If you close your eyes and dream of how pretty a Maine harbor could be, that’s what you get when you come around the bend in the windy coast road and catch your first glimpse of Rockport Harbor. For the visitor, there’s no better way to perch yourself at the center of this view than to stay at the Rockport Harbor Hotel, located on a hill just above the waterfront. With a lobby restaurant, a penthouse restaurant and bar, and a destination restaurant next door, you could stay here for days without having to leave the premises and still eat well. A steakhouse and oyster bar, 18 Central, is next door to the Rockport Harbor Hotel, and locals in the area—like my old Los Angeles friend and groomsman Dave who joined us—view it as one of the best restaurants in this part of the state. The hotel is just an 8-minute drive from the town of Camden, which is as much of a platonic ideal of a Maine village as Rockport Harbor is of a Maine harbor.

Rayr Wine Shop

Because the wine we bought in Portland didn’t go as far as we’d hoped, it was a bit of luck to stumble into this excellent Rockport Harbor wine shop in an ivy-covered mansion on the outskirts of town. (Beware that the staff will likely talk you into a nicer bottle than the one you walked in for, but you’ll thank them later.)

Old Town

Old Town Canoe Factory

(Stinson Carter)

I’ve been paddling Old Town canoes since I was a kid at summer camp in 1980s North Carolina. So, the name Old Town has a certain resonance within my memories before I even got to the town it’s named for. The new Old Town Canoe facility is shared with sister brands such as Hummingbird and Jetboil, and the factory floor, where Old Town canoes and kayaks are made, is a thing to behold—think Willy Wonka does watercraft. Barrels of colored plastic beads and giant steel molds where the plastic is heated into ship shape, so to speak. Johnson Outdoors’ Marketing Director Ryan Lilly—and my fly fishing partner for the day—showed me a large, ancient wooden filing cabinet filled with cards for every old wooden canoe they’ve sold, stretching back a hundred years.  

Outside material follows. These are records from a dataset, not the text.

// Copyright (c) Contributors to the SPK project.
// SPDX-License-Identifier: Apache-2.0
// https://github.com/spkenv/spk

//! Backwards compatible aliases for mounted trees, and the directory
//! walk that forces the driver to populate its lookup cache.

use std::path::Path;

use crate::descriptor::{MountPlan, PrimeWalk, SymlinkChain};
use crate::driver::is_mounted;
use crate::{Error, Result};

#[cfg(test)]
#[path = "./symlink_test.rs"]
mod symlink_test;

/// Establish the aliases of a mounted plan and verify that they resolve.
///
/// When the plan has a priming walk, every directory along it is listed
/// after the links are made. Otherwise, each link is listed once.
pub fn apply(plan: &MountPlan) -> Result<()> {
    if plan.links.is_empty() {
        return Ok(());
    }
    establish(&plan.links)?;
    match &plan.prime {
        Some(walk) => prime_lookup_cache(walk),
        None => {
            for link in plan.links.iter() {
                list_directory(&link.link)?;
            }
            Ok(())
        }
    }
}

/// Create every link in the chain, in order, replacing existing symlinks.
pub fn establish(chain: &SymlinkChain) -> Result<()> {
    for link in chain.iter() {
        replace_symlink(&link.link, &link.target)?;
    }
    Ok(())
}

/// Point `link` at `target`, replacing it if it is already a symlink.
///
/// An empty directory that nothing is mounted on is also replaced.
/// Anything else already present at `link` is left alone and reported.
pub fn replace_symlink(link: &Path, target: &Path) -> Result<()> {
    let symlink_err = |source| Error::Symlink {
        link: link.to_owned(),
        target: target.to_owned(),
        source,
    };

    match link.symlink_metadata() {
        Ok(meta) if meta.file_type().is_symlink() => {
            if std::fs::read_link(link).ok().as_deref() == Some(target) {
                tracing::debug!(?link, ?target, "symlink already in place");
                return Ok(());
            }
            tracing::debug!(?link, "removing existing symlink");
            std::fs::remove_file(link).map_err(symlink_err)?;
        }
        Ok(meta) if meta.is_dir() => replace_empty_directory(link)?,
        Ok(_) => return Err(Error::AliasOccupied(link.to_owned())),
        Err(err) if err.kind() == std::io::ErrorKind::NotFound => {
            if let Some(parent) = link.parent() {
                std::fs::create_dir_all(parent).map_err(symlink_err)?;
            }
        }
        Err(err) => return Err(symlink_err(err)),
    }

    tracing::debug!(?link, ?target, "creating symlink");
    std::os::unix::fs::symlink(target, link).map_err(symlink_err)
}

/// Remove a directory left behind at an alias by a different topology.
///
/// Only an empty directory with nothing mounted on it is removed.
fn replace_empty_directory(link: &Path) -> Result<()> {
    if is_mounted(link)? {
        return Err(Error::AliasOccupied(link.to_owned()));
    }
    match std::fs::remove_dir(link) {
        Ok(()) => {
            tracing::info!(?link, "replacing empty mount destination with an alias");
            Ok(())
        }
        Err(err) => {
            tracing::debug!(?link, ?err, "directory could not be removed");
            Err(Error::AliasOccupied(link.to_owned()))
        }
    }
}

/// List each directory along the walk, one component at a time.
///
/// The mount driver does not reliably populate entries for directories
/// that have never been listed, so lookups through the aliases can fail
/// until each parent has been read at least once.
pub fn prime_lookup_cache(walk: &PrimeWalk) -> Result<()> {
    for dir in walk.directories() {
        list_directory(&dir)?;
    }
    tracing::debug!(base = ?walk.base, sub_path = %walk.sub_path, "lookup cache primed");
    Ok(())
}

fn list_directory(path: &Path) -> Result<()> {
    let cache_err = |source| Error::CachePriming {
        path: path.to_owned(),
        source,
    };
    let mut count = 0;
    for entry in std::fs::read_dir(path).map_err(cache_err)? {
        entry.map_err(cache_err)?;
        count += 1;
    }
    tracing::trace!(?path, entries = count, "listed");
    Ok(())
}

I had never been fly fishing from a kayak before, and the idea intimidated me. Turns out my definition of “kayak” needed an update. What Lilly trailered to the Penobscot was a pair or Old Town Autopilot kayaks, which not only eliminate the need to paddle, but have a GPS anchor system that will lock you in place so you can ignore everything but your casting. Traversing the lake with a quiet electric motor doesn’t interrupt the vibe or scare the fish, and I caught several small mouth bass on the Maine Fly Rod, and the fight they put up is a lot of fun. 

Waterville

Lockwood Hotel

Unlike the coast of Maine, which is clustered with cute inns, the inland areas of the state are another story. Heading south from Bangor via the inland route is stunningly beautiful in terms of nature, but you have to choose your overnight accommodations wisely. The Lockwood Hotel is part of Charlestowne Hotels, which I know because it’s based in my hometown of Charleston, so I knew any property of theirs would be a good bet. The hotel’s restaurant, Front & Maine, is the kind of place where you’d get your visiting parents to bring you if you were a student at nearby Colby College. Both the cuisine and the cocktails were top notch, and the service was chummy but also precise. Our room had a view of the Kennebec River, which is as wide and dramatic here as the Mississippi. 

Kennebunkport

(Hidden Pond)

For our final night in Maine, we wanted something special, and Hidden Pond has special to spare. A luxury resort made up of cabins and houses in the woods near Kennebunkport, just checking in made us regret that we only had one night to spend there. Our cottage in the woods had a large and fully stocked kitchen, and a screen porch for polishing off our last bottle of wine later that night. We had lunch poolside under a canopy of trees by the main lobby building, then the kids got into tie-dying shirts in a vegetable garden shed. We managed to get a coveted reservation at Earth at Hidden Pond, which is open to the public and very hard to get into. Dinner at Earth was superb, with smothering service, garden-garnished cocktails, and a farm-to-table menu rivaling any Northern California haute cuisine. But book ahead, book very ahead. We only spent one night at Hidden Pond, but many months later my kids still ask to go back—and ask for it by name.